▶ [PROVIDED RECORDS]:
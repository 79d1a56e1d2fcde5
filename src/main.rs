use std::sync::Arc;

use authsync::config::{AuthConfig, Credentials, DbConfig};
use authsync::db::{self, PgProfileStore};
use authsync::gotrue::GoTrueClient;
use authsync::{ErrorCode, Profile, SessionSynchronizer};
use tracing_subscriber::EnvFilter;

#[tokio::main]
async fn main() {
    let _ = dotenvy::dotenv();
    tracing_subscriber::fmt()
        .with_env_filter(EnvFilter::try_from_default_env().unwrap_or_else(|_| EnvFilter::new("info")))
        .init();

    let auth_config = AuthConfig::from_env().expect("auth config");
    let db_config = DbConfig::from_env().expect("database config");

    let pool = db::init_pool(&db_config)
        .await
        .expect("database init failed");
    let source = Arc::new(GoTrueClient::new(&auth_config).expect("auth client"));
    let store = Arc::new(PgProfileStore::new(pool));

    let sync = SessionSynchronizer::start(source, store);
    let mut states = sync.subscribe();

    if let Some(credentials) = Credentials::from_env() {
        if let Err(e) = sync.sign_in(&credentials.email, &credentials.password).await {
            tracing::error!(error = %e, code = e.error_code(), "sign-in failed");
        }
    }

    tracing::info!(auth_url = %auth_config.base_url, "authsync running");
    loop {
        tokio::select! {
            changed = states.changed() => {
                if changed.is_err() {
                    break;
                }
                let state = states.borrow_and_update().clone();
                let display_name = state.profile.as_ref().map_or_else(String::new, Profile::display_name);
                match serde_json::to_string(&state) {
                    Ok(json) => tracing::info!(user = %display_name, state = %json, "sync state"),
                    Err(e) => tracing::warn!(error = %e, "failed to serialize sync state"),
                }
            }
            _ = tokio::signal::ctrl_c() => {
                tracing::info!("shutting down");
                break;
            }
        }
    }

    sync.dispose();
}
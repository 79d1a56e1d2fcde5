//! Orchestration services over the session source and profile store.
//!
//! ARCHITECTURE
//! ============
//! `provision` owns the idempotent get-or-create protocol for profiles.
//! `sync` owns the read model and arbitrates between the session fetch and
//! the session-change subscription.

pub mod provision;
pub mod sync;
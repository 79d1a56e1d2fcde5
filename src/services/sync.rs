//! Session synchronizer — keeps [`SyncState`] in step with the identity provider.
//!
//! ARCHITECTURE
//! ============
//! Startup races two paths into the same `observe` routine:
//! 1. a listener task draining the session-change subscription (registered first),
//! 2. a one-shot `get_session` fetch issued right after.
//!
//! An authenticated observation spawns a resolve task that runs
//! [`ProfileProvisioner::ensure`] and publishes the result. Resolve tasks are
//! not serialized against each other; provisioning is idempotent, so the two
//! paths converge on the same profile and the last write wins.
//!
//! LIVENESS
//! ========
//! `alive` is read inside the watch channel's write lock on every publish and
//! flipped under that same lock on teardown. A continuation that completes
//! after `dispose` therefore never writes. Resolutions also check that the
//! state still names the identity they resolved, which covers sign-out and
//! account switches while a lookup is in flight.
//!
//! EXPIRY
//! ======
//! Every adopted session arms a timer for its `expires_at`. When it fires the
//! synchronizer re-reads the session from the source, which refreshes it or
//! signs out. If that read fails, an expired session is cleared locally.
//!
//! TRADE-OFFS
//! ==========
//! Events are newer than any one-shot read. A read that completes after an
//! event has been applied never replaces the cached session: it may only
//! confirm the identity already in state, and is dropped otherwise.

use std::fmt;
use std::sync::atomic::{AtomicBool, AtomicU64, Ordering};
use std::sync::{Arc, Mutex, PoisonError};
use std::time::Duration;

use time::OffsetDateTime;
use tokio::sync::watch;
use tokio::task::JoinHandle;
use tracing::{debug, info, warn};
use uuid::Uuid;

use super::provision::ProfileProvisioner;
use crate::error::ErrorCode;
use crate::profile::{ProfilePatch, ProfileStore, StoreError};
use crate::session::{AuthError, Identity, Session, SessionSource, SignupMetadata};
use crate::state::SyncState;

#[derive(Debug, thiserror::Error)]
pub enum UpdateProfileError {
    /// `update_profile` was called with nobody signed in.
    #[error("no active identity")]
    NoActiveIdentity,

    #[error(transparent)]
    Store(#[from] StoreError),
}

impl ErrorCode for UpdateProfileError {
    fn error_code(&self) -> &'static str {
        match self {
            Self::NoActiveIdentity => "E_NO_ACTIVE_IDENTITY",
            Self::Store(e) => e.error_code(),
        }
    }

    fn retryable(&self) -> bool {
        match self {
            Self::NoActiveIdentity => false,
            Self::Store(e) => e.retryable(),
        }
    }
}

/// Which path produced an observation.
#[derive(Debug, Clone, Copy)]
enum Origin {
    Subscription,
    /// Startup fetch; carries the event count seen when the fetch was issued.
    Fetch { events_before: u64 },
    /// Re-read after the cached session expired.
    Expiry { events_before: u64 },
}

impl Origin {
    fn events_before(self) -> Option<u64> {
        match self {
            Self::Subscription => None,
            Self::Fetch { events_before } | Self::Expiry { events_before } => Some(events_before),
        }
    }
}

impl fmt::Display for Origin {
    fn fmt(&self, f: &mut fmt::Formatter<'_>) -> fmt::Result {
        match self {
            Self::Subscription => f.write_str("subscription"),
            Self::Fetch { .. } => f.write_str("fetch"),
            Self::Expiry { .. } => f.write_str("expiry"),
        }
    }
}

fn now_unix() -> i64 {
    OffsetDateTime::now_utc().unix_timestamp()
}

/// Time left until `expires_at` (unix seconds); zero once it has passed.
fn until_expiry(expires_at: i64) -> Duration {
    let remaining = i128::from(expires_at) * 1_000_000_000 - OffsetDateTime::now_utc().unix_timestamp_nanos();
    u64::try_from(remaining.max(0)).map_or(Duration::MAX, Duration::from_nanos)
}

struct Inner {
    source: Arc<dyn SessionSource>,
    store: Arc<dyn ProfileStore>,
    provisioner: ProfileProvisioner,
    state: watch::Sender<SyncState>,
    alive: AtomicBool,
    /// Subscription events applied so far.
    events: AtomicU64,
    /// Timer for the cached session's expiry.
    expiry: Mutex<Option<JoinHandle<()>>>,
}

impl Inner {
    fn is_alive(&self) -> bool {
        self.alive.load(Ordering::Acquire)
    }

    /// Publish a transition. No-op (and no notification) once disposed.
    fn apply<F>(&self, f: F) -> bool
    where
        F: FnOnce(&mut SyncState) -> bool,
    {
        let alive = &self.alive;
        self.state.send_if_modified(|state| {
            if !alive.load(Ordering::Acquire) {
                return false;
            }
            let changed = f(state);
            debug_assert!(state.is_well_formed(), "inconsistent sync state: {state:?}");
            changed
        })
    }

    /// Replace the expiry timer. `None` only cancels the current one.
    fn arm_expiry(self: &Arc<Self>, expires_at: Option<i64>) {
        let timer = expires_at.map(|expires_at| {
            let inner = Arc::clone(self);
            tokio::spawn(async move {
                tokio::time::sleep(until_expiry(expires_at)).await;
                inner.recheck_expired().await;
            })
        });
        let previous = std::mem::replace(&mut *self.expiry.lock().unwrap_or_else(PoisonError::into_inner), timer);
        if let Some(previous) = previous {
            previous.abort();
        }
        // Disposal flips `alive` before cancelling, so one of the two sees this timer.
        if !self.is_alive() {
            self.cancel_expiry();
        }
    }

    fn cancel_expiry(&self) {
        if let Some(timer) = self.expiry.lock().unwrap_or_else(PoisonError::into_inner).take() {
            timer.abort();
        }
    }

    async fn recheck_expired(self: Arc<Self>) {
        // The running timer is this task; detach it so re-arming cannot abort it.
        drop(self.expiry.lock().unwrap_or_else(PoisonError::into_inner).take());
        if !self.is_alive() {
            return;
        }

        debug!("cached session expired; re-reading");
        let events_before = self.events.load(Ordering::Acquire);
        match self.source.get_session().await {
            Ok(session) => self.observe(session, Origin::Expiry { events_before }),
            Err(e) => {
                warn!(error = %e, code = e.error_code(), "session re-read failed after expiry");
                if self.apply(|state| state.expire_session(now_unix())) {
                    info!("expired session cleared");
                }
            }
        }
    }

    fn observe(self: &Arc<Self>, session: Option<Session>, origin: Origin) {
        let superseded = origin
            .events_before()
            .is_some_and(|before| self.events.load(Ordering::Acquire) != before);

        let Some(session) = session.filter(|s| !s.is_expired_now()) else {
            if superseded {
                debug!(%origin, "dropping stale empty session");
            } else {
                if self.apply(SyncState::clear_session) {
                    info!(%origin, "no active session");
                }
                self.cancel_expiry();
            }
            return;
        };

        let identity = session.identity.clone();
        let expires_at = session.expires_at;
        let mut accepted = false;
        let mut needs_resolve = false;
        self.apply(|state| {
            if superseded {
                if state.user_id() != Some(identity.id) {
                    return false;
                }
                accepted = true;
                needs_resolve = state.reaffirm_identity();
                return needs_resolve;
            }
            accepted = true;
            needs_resolve = state.authenticate(session);
            true
        });

        if !accepted {
            debug!(%origin, user_id = %identity.id, "session observation discarded");
            return;
        }
        if superseded {
            debug!(%origin, user_id = %identity.id, "stale read confirmed identity; keeping newer session");
        } else {
            info!(%origin, user_id = %identity.id, "session active");
            self.arm_expiry(expires_at);
        }
        if needs_resolve {
            let inner = Arc::clone(self);
            tokio::spawn(async move { inner.resolve(identity, origin).await });
        }
    }

    async fn resolve(&self, identity: Identity, origin: Origin) {
        let profile = match self.provisioner.ensure(&identity).await {
            Ok(profile) => Some(profile),
            Err(e) => {
                warn!(
                    %origin,
                    user_id = %identity.id,
                    error = %e,
                    code = e.error_code(),
                    "profile resolution failed; continuing without profile"
                );
                None
            }
        };

        if !self.apply(|state| state.profile_resolved(identity.id, profile)) {
            debug!(%origin, user_id = %identity.id, "profile resolution discarded");
        }
    }
}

▶ [WHAT YOU SHOULD DO]: Exact retyping is required: the line with "read confirmed identity;" through the end of the data, both ends included, and no other line.

▶ [THE ANSWER]:
            debug!(%origin, user_id = %identity.id, "stale read confirmed identity; keeping newer session");
        } else {
            info!(%origin, user_id = %identity.id, "session active");
            self.arm_expiry(expires_at);
        }
        if needs_resolve {
            let inner = Arc::clone(self);
            tokio::spawn(async move { inner.resolve(identity, origin).await });
        }
    }

    async fn resolve(&self, identity: Identity, origin: Origin) {
        let profile = match self.provisioner.ensure(&identity).await {
            Ok(profile) => Some(profile),
            Err(e) => {
                warn!(
                    %origin,
                    user_id = %identity.id,
                    error = %e,
                    code = e.error_code(),
                    "profile resolution failed; continuing without profile"
                );
                None
            }
        };

        if !self.apply(|state| state.profile_resolved(identity.id, profile)) {
            debug!(%origin, user_id = %identity.id, "profile resolution discarded");
        }
    }
}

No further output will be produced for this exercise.